//! Session event store: append-only per-session logs with a compaction-
//! aware read view.

pub mod event;
mod filter;
mod store;

pub use event::{CompactionRecord, Event, EventAuthor};
pub use store::{InMemorySessionStore, Session, SessionError, SessionStore};
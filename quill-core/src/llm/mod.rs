//! Multi-provider LLM layer: neutral content model, provider trait, and
//! backend adapters.

pub mod content;
pub mod error;
pub mod provider;
pub mod providers;
pub mod request;
pub mod response;
pub mod utils;

pub use content::{Content, FunctionCall, FunctionResponse, Part, Role};
pub use error::LLMError;
pub use provider::LLMProvider;
pub use providers::{GeminiProvider, OpenAIProvider, create_provider};
pub use request::{GenerationConfig, LLMRequest, ToolDeclaration};
pub use response::{FinishReason, LLMResponse, LLMStream, UsageMetadata};
//! Confirmation policy for mutating tools.

use async_trait::async_trait;
use serde_json::Value;

use crate::config::ApprovalMode;
use crate::tools::ToolCategory;

/// What the user is asked to approve.
#[derive(Debug, Clone)]
pub struct ApprovalRequest {
    pub tool: String,
    pub args: Value,
}

/// Decides whether a confirmation-gated tool call may proceed. The terminal
/// front-end implements this with a prompt; tests script it.
#[async_trait]
pub trait ApprovalHandler: Send + Sync {
    async fn confirm(&self, request: &ApprovalRequest) -> bool;
}

/// Approves everything; the handler used under `ApprovalMode::Never` and in
/// non-interactive runs.
pub struct AutoApprove;

#[async_trait]
impl ApprovalHandler for AutoApprove {
    async fn confirm(&self, _request: &ApprovalRequest) -> bool {
        true
    }
}

/// Whether a call to a tool needs user confirmation under the given mode.
/// Read-only tools never do. `Untrusted` confirms every mutating tool;
/// `OnRequest` confirms only execution, the riskiest category.
pub fn requires_confirmation(mode: ApprovalMode, mutating: bool, category: ToolCategory) -> bool {
    if !mutating {
        return false;
    }
    match mode {
        ApprovalMode::Untrusted => true,
        ApprovalMode::OnRequest => category == ToolCategory::Execution,
        ApprovalMode::Never => false,
    }
}

#[cfg(test)]
mod tests {
    use super::*;

    #[test]
    fn read_only_is_always_auto_approved() {
        for mode in [
            ApprovalMode::Untrusted,
            ApprovalMode::OnRequest,
            ApprovalMode::Never,
        ] {
            assert!(!requires_confirmation(mode, false, ToolCategory::FileOps));
        }
    }

    #[test]
    fn untrusted_confirms_every_mutating_tool() {
        assert!(requires_confirmation(
            ApprovalMode::Untrusted,
            true,
            ToolCategory::FileOps
        ));
        assert!(requires_confirmation(
            ApprovalMode::Untrusted,
            true,
            ToolCategory::CodeEdit
        ));
        assert!(requires_confirmation(
            ApprovalMode::Untrusted,
            true,
            ToolCategory::Execution
        ));
    }

    #[test]
    fn on_request_confirms_only_execution() {
        assert!(!requires_confirmation(
            ApprovalMode::OnRequest,
            true,
            ToolCategory::CodeEdit
        ));
        assert!(requires_confirmation(
            ApprovalMode::OnRequest,
            true,
            ToolCategory::Execution
        ));
    }

    #[test]
    fn never_auto_approves() {
        assert!(!requires_confirmation(
            ApprovalMode::Never,
            true,
            ToolCategory::Execution
        ));
    }
}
====
## Task objective
Each line of the data above needs to be returned exactly.

## Expected answer
//! Session event store: append-only per-session logs with a compaction-
//! aware read view.

pub mod event;
mod filter;
mod store;

pub use event::{CompactionRecord, Event, EventAuthor};
pub use store::{InMemorySessionStore, Session, SessionError, SessionStore};
filename quill-core/src/llm/mod.rs
//! Multi-provider LLM layer: neutral content model, provider trait, and
//! backend adapters.

pub mod content;
pub mod error;
pub mod provider;
pub mod providers;
pub mod request;
pub mod response;
pub mod utils;

pub use content::{Content, FunctionCall, FunctionResponse, Part, Role};
pub use error::LLMError;
pub use provider::LLMProvider;
pub use providers::{GeminiProvider, OpenAIProvider, create_provider};
pub use request::{GenerationConfig, LLMRequest, ToolDeclaration};
pub use response::{FinishReason, LLMResponse, LLMStream, UsageMetadata};
//! Confirmation policy for mutating tools.

use async_trait::async_trait;
use serde_json::Value;

use crate::config::ApprovalMode;
use crate::tools::ToolCategory;

/// What the user is asked to approve.
#[derive(Debug, Clone)]
pub struct ApprovalRequest {
    pub tool: String,
    pub args: Value,
}

/// Decides whether a confirmation-gated tool call may proceed. The terminal
/// front-end implements this with a prompt; tests script it.
#[async_trait]
pub trait ApprovalHandler: Send + Sync {
    async fn confirm(&self, request: &ApprovalRequest) -> bool;
}

/// Approves everything; the handler used under `ApprovalMode::Never` and in
/// non-interactive runs.
pub struct AutoApprove;

#[async_trait]
impl ApprovalHandler for AutoApprove {
    async fn confirm(&self, _request: &ApprovalRequest) -> bool {
        true
    }
}

/// Whether a call to a tool needs user confirmation under the given mode.
/// Read-only tools never do. `Untrusted` confirms every mutating tool;
/// `OnRequest` confirms only execution, the riskiest category.
pub fn requires_confirmation(mode: ApprovalMode, mutating: bool, category: ToolCategory) -> bool {
    if !mutating {
        return false;
    }
    match mode {
        ApprovalMode::Untrusted => true,
        ApprovalMode::OnRequest => category == ToolCategory::Execution,
        ApprovalMode::Never => false,
    }
}

#[cfg(test)]
mod tests {
    use super::*;

    #[test]
    fn read_only_is_always_auto_approved() {
        for mode in [
            ApprovalMode::Untrusted,
            ApprovalMode::OnRequest,
            ApprovalMode::Never,
        ] {
            assert!(!requires_confirmation(mode, false, ToolCategory::FileOps));
        }
    }

    #[test]
    fn untrusted_confirms_every_mutating_tool() {
        assert!(requires_confirmation(
            ApprovalMode::Untrusted,
            true,
            ToolCategory::FileOps
        ));
        assert!(requires_confirmation(
            ApprovalMode::Untrusted,
            true,
            ToolCategory::CodeEdit
        ));
        assert!(requires_confirmation(
            ApprovalMode::Untrusted,
            true,
            ToolCategory::Execution
        ));
    }

    #[test]
    fn on_request_confirms_only_execution() {
        assert!(!requires_confirmation(
            ApprovalMode::OnRequest,
            true,
            ToolCategory::CodeEdit
        ));
        assert!(requires_confirmation(
            ApprovalMode::OnRequest,
            true,
            ToolCategory::Execution
        ));
    }

    #[test]
    fn never_auto_approves() {
        assert!(!requires_confirmation(
            ApprovalMode::Never,
            true,
            ToolCategory::Execution
        ));
    }
}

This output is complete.